• _What is needed_
Lines from the beginning of the entries up to and including the one with "use uuid::Uuid;" must be duplicated word for word; leave out all others.
──────
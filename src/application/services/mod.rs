//! Application Services
//!
//! The gateway's use cases: session resolution, room membership, and the
//! message pipeline. Services take their repositories, caches, and the
//! broadcast backend as injected trait objects.

mod message_service;
mod room_service;
mod session_service;

pub use message_service::MessageBroadcastService;
pub use room_service::RoomMembershipResolver;
pub use session_service::{token_hash, AuthenticatedUser, CachedSession, SessionResolver};
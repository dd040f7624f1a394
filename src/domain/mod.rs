//! # Domain Layer
//!
//! Core entities and repository traits. No dependencies on infrastructure
//! or presentation; repository traits define the data-access contracts
//! implemented in the infrastructure layer.

pub mod entities;

pub use entities::*;
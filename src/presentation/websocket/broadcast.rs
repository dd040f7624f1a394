//! Broadcast Backends
//!
//! Fan-out is pluggable behind `BroadcastBackend`. `LocalBroadcast`
//! dispatches straight into the connection registry; `RedisBroadcast`
//! additionally relays events over Redis pub/sub so every gateway
//! instance delivers to its own connections.

use async_trait::async_trait;
use futures::StreamExt;
use redis::aio::ConnectionManager;
use redis::AsyncCommands;
use serde::{Deserialize, Serialize};
use std::sync::Arc;
use tracing::{debug, error, warn};
use uuid::Uuid;

use super::messages::ServerEvent;
use super::registry::ConnectionRegistry;
use super::rooms::RoomKey;

/// Fan-out seam between the event producers and connection delivery.
#[async_trait]
pub trait BroadcastBackend: Send + Sync {
    /// Deliver an event to every connection in a room. `exclude` drops
    /// one local connection from delivery (echo suppression for the
    /// sender's own socket).
    async fn publish(&self, room: RoomKey, event: ServerEvent, exclude: Option<Uuid>);
}

/// Single-instance backend: direct registry dispatch.
pub struct LocalBroadcast {
    registry: Arc<ConnectionRegistry>,
}

impl LocalBroadcast {
    pub fn new(registry: Arc<ConnectionRegistry>) -> Self {
        Self { registry }
    }
}

#[async_trait]
impl BroadcastBackend for LocalBroadcast {
    async fn publish(&self, room: RoomKey, event: ServerEvent, exclude: Option<Uuid>) {
        self.registry.send_to_room(&room, &event, exclude);
    }
}

/// Relay envelope carried over the Redis event channel.
#[derive(Debug, Serialize, Deserialize)]
struct RelayEnvelope {
    room: RoomKey,
    event: ServerEvent,
    exclude: Option<Uuid>,
    /// Publishing instance; subscribers skip their own envelopes since
    /// local delivery already happened at publish time.
    origin: Uuid,
}

/// Multi-instance backend: local dispatch plus a pub/sub relay.
pub struct RedisBroadcast {
    registry: Arc<ConnectionRegistry>,
    redis: ConnectionManager,
    channel: String,
    instance: Uuid,
}

impl RedisBroadcast {
    pub fn new(
        registry: Arc<ConnectionRegistry>,
        redis: ConnectionManager,
        channel: String,
        instance: Uuid,
    ) -> Self {
        Self {
            registry,
            redis,
            channel,
            instance,
        }
    }
}

#[async_trait]
impl BroadcastBackend for RedisBroadcast {
    async fn publish(&self, room: RoomKey, event: ServerEvent, exclude: Option<Uuid>) {
        // Local connections first; the relay only serves other instances.
        self.registry.send_to_room(&room, &event, exclude);

        let envelope = RelayEnvelope {
            room,
            event,
            exclude,
            origin: self.instance,
        };
        let payload = match serde_json::to_string(&envelope) {
            Ok(json) => json,
            Err(e) => {
                error!(error = %e, "failed to serialize relay envelope");
                return;
            }
        };

        // Relay failures degrade to local-only delivery, never to a
        // connection error.
        let mut conn = self.redis.clone();
        if let Err(e) = conn.publish::<_, _, ()>(&self.channel, payload).await {
            warn!(error = %e, room = %room, "event relay publish failed");
        }
    }
}

/// Subscriber loop for the Redis relay. Spawned once per instance at
/// startup; exits when the pub/sub connection closes.
pub async fn run_relay_subscriber(
    client: redis::Client,
    channel: String,
    registry: Arc<ConnectionRegistry>,
    instance: Uuid,
) {
    let mut pubsub = match client.get_async_pubsub().await {
        Ok(pubsub) => pubsub,
        Err(e) => {
            error!(error = %e, "failed to open relay pub/sub connection");
            return;
        }
    };
    if let Err(e) = pubsub.subscribe(&channel).await {
        error!(error = %e, channel = %channel, "failed to subscribe to relay channel");
        return;
    }

    let mut stream = pubsub.on_message();
    while let Some(msg) = stream.next().await {
        let payload: String = match msg.get_payload() {
            Ok(payload) => payload,
            Err(e) => {
                warn!(error = %e, "unreadable relay payload");
                continue;
            }
        };
        let envelope: RelayEnvelope = match serde_json::from_str(&payload) {
            Ok(envelope) => envelope,
            Err(e) => {
                warn!(error = %e, "malformed relay envelope");
                continue;
            }
        };
        if envelope.origin == instance {
            continue;
        }
        debug!(room = %envelope.room, "delivering relayed event");
        // exclude is instance-local, never applied to relayed events
        self_deliver(&registry, envelope);
    }

    error!("relay subscriber stream ended");
}

fn self_deliver(registry: &ConnectionRegistry, envelope: RelayEnvelope) {
    registry.send_to_room(&envelope.room, &envelope.event, None);
}

/// Test double capturing published events.
#[cfg(test)]
pub(crate) struct RecordingBackend {
    pub published: parking_lot::Mutex<Vec<(RoomKey, ServerEvent, Option<Uuid>)>>,
}

#[cfg(test)]
impl RecordingBackend {
    pub fn new() -> Self {
        Self {
            published: parking_lot::Mutex::new(Vec::new()),
        }
    }

    pub fn take(&self) -> Vec<(RoomKey, ServerEvent, Option<Uuid>)> {
        std::mem::take(&mut self.published.lock())
    }
}

#[cfg(test)]
#[async_trait]
impl BroadcastBackend for RecordingBackend {
    async fn publish(&self, room: RoomKey, event: ServerEvent, exclude: Option<Uuid>) {
        self.published.lock().push((room, event, exclude));
    }
}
──────
• _Task response_
filename src/application/services/mod.rs
//! Application Services
//!
//! The gateway's use cases: session resolution, room membership, and the
//! message pipeline. Services take their repositories, caches, and the
//! broadcast backend as injected trait objects.

mod message_service;
mod room_service;
mod session_service;

pub use message_service::MessageBroadcastService;
pub use room_service::RoomMembershipResolver;
pub use session_service::{token_hash, AuthenticatedUser, CachedSession, SessionResolver};
repository dd040f7624f1a394
filename src/domain/mod.rs
//! # Domain Layer
//!
//! Core entities and repository traits. No dependencies on infrastructure
//! or presentation; repository traits define the data-access contracts
//! implemented in the infrastructure layer.

pub mod entities;

pub use entities::*;
filename src/presentation/websocket/broadcast.rs
repository dd040f7624f1a394
//! Broadcast Backends
//!
//! Fan-out is pluggable behind `BroadcastBackend`. `LocalBroadcast`
//! dispatches straight into the connection registry; `RedisBroadcast`
//! additionally relays events over Redis pub/sub so every gateway
//! instance delivers to its own connections.

use async_trait::async_trait;
use futures::StreamExt;
use redis::aio::ConnectionManager;
use redis::AsyncCommands;
use serde::{Deserialize, Serialize};
use std::sync::Arc;
use tracing::{debug, error, warn};
use uuid::Uuid;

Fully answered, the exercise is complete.